Exercise » Go through the entries below. Copy out every line that contains "CancellationToken".

Material for this exercise »
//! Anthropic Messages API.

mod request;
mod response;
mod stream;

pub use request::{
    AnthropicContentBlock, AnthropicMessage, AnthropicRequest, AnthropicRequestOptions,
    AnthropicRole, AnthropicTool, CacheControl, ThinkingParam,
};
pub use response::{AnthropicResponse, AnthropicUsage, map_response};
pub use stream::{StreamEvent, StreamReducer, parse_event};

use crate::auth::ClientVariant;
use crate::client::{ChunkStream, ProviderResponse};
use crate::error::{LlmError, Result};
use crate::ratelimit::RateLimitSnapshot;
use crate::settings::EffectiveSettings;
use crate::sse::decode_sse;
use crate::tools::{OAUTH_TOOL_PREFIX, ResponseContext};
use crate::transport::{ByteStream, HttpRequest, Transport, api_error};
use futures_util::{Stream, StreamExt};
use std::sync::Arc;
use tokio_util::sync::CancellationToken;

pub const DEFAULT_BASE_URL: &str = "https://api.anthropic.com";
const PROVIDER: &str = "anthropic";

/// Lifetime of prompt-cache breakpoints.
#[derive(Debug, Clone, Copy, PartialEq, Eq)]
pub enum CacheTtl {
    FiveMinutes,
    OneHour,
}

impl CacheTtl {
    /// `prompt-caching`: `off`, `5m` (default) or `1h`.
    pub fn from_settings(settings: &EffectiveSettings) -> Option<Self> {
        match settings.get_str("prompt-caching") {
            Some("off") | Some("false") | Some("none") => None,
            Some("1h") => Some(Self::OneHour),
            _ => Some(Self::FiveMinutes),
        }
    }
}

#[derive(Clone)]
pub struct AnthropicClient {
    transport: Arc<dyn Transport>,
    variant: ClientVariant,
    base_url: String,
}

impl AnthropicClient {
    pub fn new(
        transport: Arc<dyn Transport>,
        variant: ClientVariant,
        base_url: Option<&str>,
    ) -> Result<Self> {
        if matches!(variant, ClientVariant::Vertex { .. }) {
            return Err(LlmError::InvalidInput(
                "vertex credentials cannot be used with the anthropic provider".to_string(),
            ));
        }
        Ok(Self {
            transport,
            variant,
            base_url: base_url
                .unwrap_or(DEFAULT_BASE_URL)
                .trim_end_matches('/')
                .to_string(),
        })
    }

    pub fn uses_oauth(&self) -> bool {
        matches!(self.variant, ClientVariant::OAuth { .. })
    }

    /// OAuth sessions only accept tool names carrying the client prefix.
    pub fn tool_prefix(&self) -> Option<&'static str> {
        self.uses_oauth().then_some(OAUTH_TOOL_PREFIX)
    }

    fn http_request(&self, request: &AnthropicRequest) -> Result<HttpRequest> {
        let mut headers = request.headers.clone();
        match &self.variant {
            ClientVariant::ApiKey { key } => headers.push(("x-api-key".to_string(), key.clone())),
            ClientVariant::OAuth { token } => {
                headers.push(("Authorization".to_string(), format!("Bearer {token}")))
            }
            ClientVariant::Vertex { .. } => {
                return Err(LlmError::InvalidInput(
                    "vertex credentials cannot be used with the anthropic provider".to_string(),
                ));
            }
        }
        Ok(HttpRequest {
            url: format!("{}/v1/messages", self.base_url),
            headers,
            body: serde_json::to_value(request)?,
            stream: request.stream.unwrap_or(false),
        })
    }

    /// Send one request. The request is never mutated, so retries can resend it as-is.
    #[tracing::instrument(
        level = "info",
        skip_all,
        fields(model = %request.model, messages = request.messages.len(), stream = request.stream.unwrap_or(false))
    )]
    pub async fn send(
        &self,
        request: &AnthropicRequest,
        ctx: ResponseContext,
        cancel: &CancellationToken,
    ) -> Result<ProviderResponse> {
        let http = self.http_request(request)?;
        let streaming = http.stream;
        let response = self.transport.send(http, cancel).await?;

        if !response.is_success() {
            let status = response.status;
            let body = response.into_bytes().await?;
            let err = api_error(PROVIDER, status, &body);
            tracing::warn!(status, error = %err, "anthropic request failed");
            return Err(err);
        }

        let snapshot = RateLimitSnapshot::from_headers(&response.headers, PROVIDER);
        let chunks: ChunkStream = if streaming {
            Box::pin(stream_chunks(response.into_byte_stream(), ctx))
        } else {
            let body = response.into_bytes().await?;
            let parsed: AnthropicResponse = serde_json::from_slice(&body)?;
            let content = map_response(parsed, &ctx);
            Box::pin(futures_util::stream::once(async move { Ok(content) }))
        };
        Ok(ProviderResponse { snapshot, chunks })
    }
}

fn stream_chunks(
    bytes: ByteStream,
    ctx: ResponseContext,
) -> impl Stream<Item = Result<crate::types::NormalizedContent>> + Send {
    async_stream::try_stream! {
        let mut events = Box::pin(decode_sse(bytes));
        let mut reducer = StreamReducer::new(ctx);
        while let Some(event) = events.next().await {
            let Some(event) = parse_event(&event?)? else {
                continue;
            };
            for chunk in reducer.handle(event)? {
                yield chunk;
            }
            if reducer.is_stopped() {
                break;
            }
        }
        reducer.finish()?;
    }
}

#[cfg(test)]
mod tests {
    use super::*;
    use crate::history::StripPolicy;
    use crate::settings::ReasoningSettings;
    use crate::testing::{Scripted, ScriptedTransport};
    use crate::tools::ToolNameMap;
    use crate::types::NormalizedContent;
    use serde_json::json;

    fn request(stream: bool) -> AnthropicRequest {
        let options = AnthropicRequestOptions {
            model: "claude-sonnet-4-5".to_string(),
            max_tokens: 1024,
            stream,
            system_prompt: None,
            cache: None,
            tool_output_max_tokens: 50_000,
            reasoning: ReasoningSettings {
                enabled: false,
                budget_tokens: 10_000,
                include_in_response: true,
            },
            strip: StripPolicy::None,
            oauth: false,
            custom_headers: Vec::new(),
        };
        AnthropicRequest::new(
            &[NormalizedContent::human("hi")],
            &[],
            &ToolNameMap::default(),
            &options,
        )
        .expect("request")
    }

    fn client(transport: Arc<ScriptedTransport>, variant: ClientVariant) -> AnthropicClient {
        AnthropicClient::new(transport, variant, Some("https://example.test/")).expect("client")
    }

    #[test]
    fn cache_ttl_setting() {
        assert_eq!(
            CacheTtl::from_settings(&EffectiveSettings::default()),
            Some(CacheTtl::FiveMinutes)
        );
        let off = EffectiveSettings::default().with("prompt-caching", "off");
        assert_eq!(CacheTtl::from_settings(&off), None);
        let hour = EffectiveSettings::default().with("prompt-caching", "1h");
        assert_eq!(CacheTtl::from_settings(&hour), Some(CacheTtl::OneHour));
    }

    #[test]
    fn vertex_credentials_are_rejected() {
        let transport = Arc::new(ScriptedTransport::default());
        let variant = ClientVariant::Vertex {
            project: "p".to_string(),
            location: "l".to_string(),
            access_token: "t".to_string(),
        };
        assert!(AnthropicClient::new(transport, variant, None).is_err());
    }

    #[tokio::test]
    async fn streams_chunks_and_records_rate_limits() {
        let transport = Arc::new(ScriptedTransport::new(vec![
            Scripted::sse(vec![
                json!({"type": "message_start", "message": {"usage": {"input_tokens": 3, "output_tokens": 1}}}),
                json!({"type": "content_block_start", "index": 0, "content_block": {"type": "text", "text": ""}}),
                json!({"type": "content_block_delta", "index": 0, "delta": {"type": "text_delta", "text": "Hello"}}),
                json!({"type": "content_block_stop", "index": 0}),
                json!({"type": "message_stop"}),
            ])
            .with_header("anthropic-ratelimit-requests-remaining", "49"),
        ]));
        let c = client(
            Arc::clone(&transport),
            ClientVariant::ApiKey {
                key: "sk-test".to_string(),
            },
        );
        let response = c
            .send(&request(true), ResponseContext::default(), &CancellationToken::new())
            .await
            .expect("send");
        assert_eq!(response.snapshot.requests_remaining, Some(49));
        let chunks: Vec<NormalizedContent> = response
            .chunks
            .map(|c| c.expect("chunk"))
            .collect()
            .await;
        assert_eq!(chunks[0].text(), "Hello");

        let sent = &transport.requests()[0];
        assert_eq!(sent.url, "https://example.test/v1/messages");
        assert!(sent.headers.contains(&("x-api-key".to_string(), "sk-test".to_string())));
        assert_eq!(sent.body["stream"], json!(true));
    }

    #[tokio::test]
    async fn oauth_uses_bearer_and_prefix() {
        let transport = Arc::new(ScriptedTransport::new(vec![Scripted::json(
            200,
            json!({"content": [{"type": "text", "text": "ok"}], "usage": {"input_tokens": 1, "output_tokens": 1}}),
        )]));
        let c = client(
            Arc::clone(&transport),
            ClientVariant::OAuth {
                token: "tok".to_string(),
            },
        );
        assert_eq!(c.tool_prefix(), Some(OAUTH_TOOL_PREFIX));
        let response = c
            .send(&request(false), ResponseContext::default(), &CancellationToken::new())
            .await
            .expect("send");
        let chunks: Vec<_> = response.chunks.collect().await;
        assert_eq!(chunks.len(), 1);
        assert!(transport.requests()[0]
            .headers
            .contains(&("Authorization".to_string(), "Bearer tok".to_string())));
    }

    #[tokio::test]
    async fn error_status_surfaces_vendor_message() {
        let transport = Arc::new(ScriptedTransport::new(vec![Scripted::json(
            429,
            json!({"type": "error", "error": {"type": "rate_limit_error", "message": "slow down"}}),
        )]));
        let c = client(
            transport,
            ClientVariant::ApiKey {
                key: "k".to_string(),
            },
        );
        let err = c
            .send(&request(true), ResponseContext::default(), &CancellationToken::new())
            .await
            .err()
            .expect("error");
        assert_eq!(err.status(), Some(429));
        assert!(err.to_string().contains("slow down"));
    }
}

Answer to the exercise »
use tokio_util::sync::CancellationToken;
        cancel: &CancellationToken,
            .send(&request(true), ResponseContext::default(), &CancellationToken::new())
            .send(&request(false), ResponseContext::default(), &CancellationToken::new())
            .send(&request(true), ResponseContext::default(), &CancellationToken::new())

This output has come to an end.